What to work on: Output, exactly and in full, the entries that appear below.

Stored data entries:

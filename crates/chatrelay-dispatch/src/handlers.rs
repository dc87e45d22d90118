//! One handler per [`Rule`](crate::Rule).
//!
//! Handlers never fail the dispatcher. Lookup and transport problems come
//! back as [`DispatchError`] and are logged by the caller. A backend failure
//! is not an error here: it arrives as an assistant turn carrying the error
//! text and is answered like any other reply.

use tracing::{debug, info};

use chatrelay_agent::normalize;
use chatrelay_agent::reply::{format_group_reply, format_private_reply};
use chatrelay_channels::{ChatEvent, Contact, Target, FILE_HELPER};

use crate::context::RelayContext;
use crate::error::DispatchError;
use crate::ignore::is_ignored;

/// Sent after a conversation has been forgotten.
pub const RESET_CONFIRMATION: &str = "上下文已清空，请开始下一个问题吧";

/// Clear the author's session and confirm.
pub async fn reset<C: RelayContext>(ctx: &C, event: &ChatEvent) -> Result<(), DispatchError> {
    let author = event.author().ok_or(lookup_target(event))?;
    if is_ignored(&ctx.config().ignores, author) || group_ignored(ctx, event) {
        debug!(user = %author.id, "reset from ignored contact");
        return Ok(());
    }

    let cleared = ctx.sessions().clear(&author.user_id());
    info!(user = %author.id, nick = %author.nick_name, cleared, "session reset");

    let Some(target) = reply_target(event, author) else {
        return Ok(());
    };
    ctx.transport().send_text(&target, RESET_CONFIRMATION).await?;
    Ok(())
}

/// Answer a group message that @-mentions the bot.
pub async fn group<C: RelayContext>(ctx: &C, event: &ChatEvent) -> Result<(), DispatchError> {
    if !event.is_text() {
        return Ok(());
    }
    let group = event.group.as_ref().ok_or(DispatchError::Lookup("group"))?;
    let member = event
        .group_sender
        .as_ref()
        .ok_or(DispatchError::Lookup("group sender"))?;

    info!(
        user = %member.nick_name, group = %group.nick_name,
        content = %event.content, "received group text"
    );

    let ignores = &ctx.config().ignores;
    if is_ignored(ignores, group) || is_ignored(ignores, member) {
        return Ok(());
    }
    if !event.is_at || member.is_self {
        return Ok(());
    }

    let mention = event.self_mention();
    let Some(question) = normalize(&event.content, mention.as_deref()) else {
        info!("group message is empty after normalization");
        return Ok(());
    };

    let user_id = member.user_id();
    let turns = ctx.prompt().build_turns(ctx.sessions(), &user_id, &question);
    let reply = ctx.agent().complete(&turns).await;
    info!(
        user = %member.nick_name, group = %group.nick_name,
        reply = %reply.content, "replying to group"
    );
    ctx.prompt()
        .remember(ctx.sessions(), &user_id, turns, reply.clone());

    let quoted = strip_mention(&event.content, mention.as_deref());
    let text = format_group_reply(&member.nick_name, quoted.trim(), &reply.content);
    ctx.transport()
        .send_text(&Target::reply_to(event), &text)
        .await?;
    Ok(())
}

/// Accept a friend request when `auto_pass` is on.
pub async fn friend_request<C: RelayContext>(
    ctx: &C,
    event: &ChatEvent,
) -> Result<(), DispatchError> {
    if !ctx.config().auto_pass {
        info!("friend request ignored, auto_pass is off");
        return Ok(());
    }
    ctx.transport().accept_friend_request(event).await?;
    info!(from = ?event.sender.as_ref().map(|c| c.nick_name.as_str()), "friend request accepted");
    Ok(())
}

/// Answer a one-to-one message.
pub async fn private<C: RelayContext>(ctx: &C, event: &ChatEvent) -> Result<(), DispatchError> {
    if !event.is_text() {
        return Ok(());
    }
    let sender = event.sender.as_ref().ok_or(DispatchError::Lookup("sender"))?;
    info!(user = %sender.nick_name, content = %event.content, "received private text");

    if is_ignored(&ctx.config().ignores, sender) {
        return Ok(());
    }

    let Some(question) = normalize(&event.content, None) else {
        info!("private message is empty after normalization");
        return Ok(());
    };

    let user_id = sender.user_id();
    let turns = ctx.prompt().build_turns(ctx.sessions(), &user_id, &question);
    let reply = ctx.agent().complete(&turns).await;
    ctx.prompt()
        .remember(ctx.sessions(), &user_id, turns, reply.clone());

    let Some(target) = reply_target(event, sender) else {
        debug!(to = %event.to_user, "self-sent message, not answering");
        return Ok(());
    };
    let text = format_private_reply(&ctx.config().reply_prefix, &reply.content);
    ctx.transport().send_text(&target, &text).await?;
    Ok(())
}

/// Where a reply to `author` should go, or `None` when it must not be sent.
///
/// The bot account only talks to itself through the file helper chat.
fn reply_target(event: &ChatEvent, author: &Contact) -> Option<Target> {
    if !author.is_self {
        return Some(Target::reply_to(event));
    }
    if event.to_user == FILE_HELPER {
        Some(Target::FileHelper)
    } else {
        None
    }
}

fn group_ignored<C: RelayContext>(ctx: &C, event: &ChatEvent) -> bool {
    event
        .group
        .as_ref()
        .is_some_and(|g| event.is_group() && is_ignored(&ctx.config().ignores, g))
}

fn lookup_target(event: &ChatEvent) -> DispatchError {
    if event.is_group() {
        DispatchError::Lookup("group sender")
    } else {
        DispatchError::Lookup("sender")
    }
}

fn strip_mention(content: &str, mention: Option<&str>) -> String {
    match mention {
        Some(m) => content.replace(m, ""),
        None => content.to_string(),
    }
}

Solution to this exercise:
filename crates/chatrelay-dispatch/src/handlers.rs
repository dc87e45d22d90118
//! One handler per [`Rule`](crate::Rule).
//!
//! Handlers never fail the dispatcher. Lookup and transport problems come
//! back as [`DispatchError`] and are logged by the caller. A backend failure
//! is not an error here: it arrives as an assistant turn carrying the error
//! text and is answered like any other reply.

use tracing::{debug, info};

use chatrelay_agent::normalize;
use chatrelay_agent::reply::{format_group_reply, format_private_reply};
use chatrelay_channels::{ChatEvent, Contact, Target, FILE_HELPER};

use crate::context::RelayContext;
use crate::error::DispatchError;
use crate::ignore::is_ignored;

/// Sent after a conversation has been forgotten.
pub const RESET_CONFIRMATION: &str = "上下文已清空，请开始下一个问题吧";

/// Clear the author's session and confirm.
pub async fn reset<C: RelayContext>(ctx: &C, event: &ChatEvent) -> Result<(), DispatchError> {
    let author = event.author().ok_or(lookup_target(event))?;
    if is_ignored(&ctx.config().ignores, author) || group_ignored(ctx, event) {
        debug!(user = %author.id, "reset from ignored contact");
        return Ok(());
    }

    let cleared = ctx.sessions().clear(&author.user_id());
    info!(user = %author.id, nick = %author.nick_name, cleared, "session reset");

    let Some(target) = reply_target(event, author) else {
        return Ok(());
    };
    ctx.transport().send_text(&target, RESET_CONFIRMATION).await?;
    Ok(())
}

/// Answer a group message that @-mentions the bot.
pub async fn group<C: RelayContext>(ctx: &C, event: &ChatEvent) -> Result<(), DispatchError> {
    if !event.is_text() {
        return Ok(());
    }
    let group = event.group.as_ref().ok_or(DispatchError::Lookup("group"))?;
    let member = event
        .group_sender
        .as_ref()
        .ok_or(DispatchError::Lookup("group sender"))?;

    info!(
        user = %member.nick_name, group = %group.nick_name,
        content = %event.content, "received group text"
    );

    let ignores = &ctx.config().ignores;
    if is_ignored(ignores, group) || is_ignored(ignores, member) {
        return Ok(());
    }
    if !event.is_at || member.is_self {
        return Ok(());
    }

    let mention = event.self_mention();
    let Some(question) = normalize(&event.content, mention.as_deref()) else {
        info!("group message is empty after normalization");
        return Ok(());
    };

    let user_id = member.user_id();
    let turns = ctx.prompt().build_turns(ctx.sessions(), &user_id, &question);
    let reply = ctx.agent().complete(&turns).await;
    info!(
        user = %member.nick_name, group = %group.nick_name,
        reply = %reply.content, "replying to group"
    );
    ctx.prompt()
        .remember(ctx.sessions(), &user_id, turns, reply.clone());

    let quoted = strip_mention(&event.content, mention.as_deref());
    let text = format_group_reply(&member.nick_name, quoted.trim(), &reply.content);
    ctx.transport()
        .send_text(&Target::reply_to(event), &text)
        .await?;
    Ok(())
}

/// Accept a friend request when `auto_pass` is on.
pub async fn friend_request<C: RelayContext>(
    ctx: &C,
    event: &ChatEvent,
) -> Result<(), DispatchError> {
    if !ctx.config().auto_pass {
        info!("friend request ignored, auto_pass is off");
        return Ok(());
    }
    ctx.transport().accept_friend_request(event).await?;
    info!(from = ?event.sender.as_ref().map(|c| c.nick_name.as_str()), "friend request accepted");
    Ok(())
}

/// Answer a one-to-one message.
pub async fn private<C: RelayContext>(ctx: &C, event: &ChatEvent) -> Result<(), DispatchError> {
    if !event.is_text() {
        return Ok(());
    }
    let sender = event.sender.as_ref().ok_or(DispatchError::Lookup("sender"))?;
    info!(user = %sender.nick_name, content = %event.content, "received private text");

    if is_ignored(&ctx.config().ignores, sender) {
        return Ok(());
    }

    let Some(question) = normalize(&event.content, None) else {
        info!("private message is empty after normalization");
        return Ok(());
    };

    let user_id = sender.user_id();
    let turns = ctx.prompt().build_turns(ctx.sessions(), &user_id, &question);
    let reply = ctx.agent().complete(&turns).await;
    ctx.prompt()
        .remember(ctx.sessions(), &user_id, turns, reply.clone());

    let Some(target) = reply_target(event, sender) else {
        debug!(to = %event.to_user, "self-sent message, not answering");
        return Ok(());
    };
    let text = format_private_reply(&ctx.config().reply_prefix, &reply.content);
    ctx.transport().send_text(&target, &text).await?;
    Ok(())
}

/// Where a reply to `author` should go, or `None` when it must not be sent.
///
/// The bot account only talks to itself through the file helper chat.
fn reply_target(event: &ChatEvent, author: &Contact) -> Option<Target> {
    if !author.is_self {
        return Some(Target::reply_to(event));
    }
    if event.to_user == FILE_HELPER {
        Some(Target::FileHelper)
    } else {
        None
    }
}

fn group_ignored<C: RelayContext>(ctx: &C, event: &ChatEvent) -> bool {
    event
        .group
        .as_ref()
        .is_some_and(|g| event.is_group() && is_ignored(&ctx.config().ignores, g))
}

fn lookup_target(event: &ChatEvent) -> DispatchError {
    if event.is_group() {
        DispatchError::Lookup("group sender")
    } else {
        DispatchError::Lookup("sender")
    }
}

fn strip_mention(content: &str, mention: Option<&str>) -> String {
    match mention {
        Some(m) => content.replace(m, ""),
        None => content.to_string(),
    }
}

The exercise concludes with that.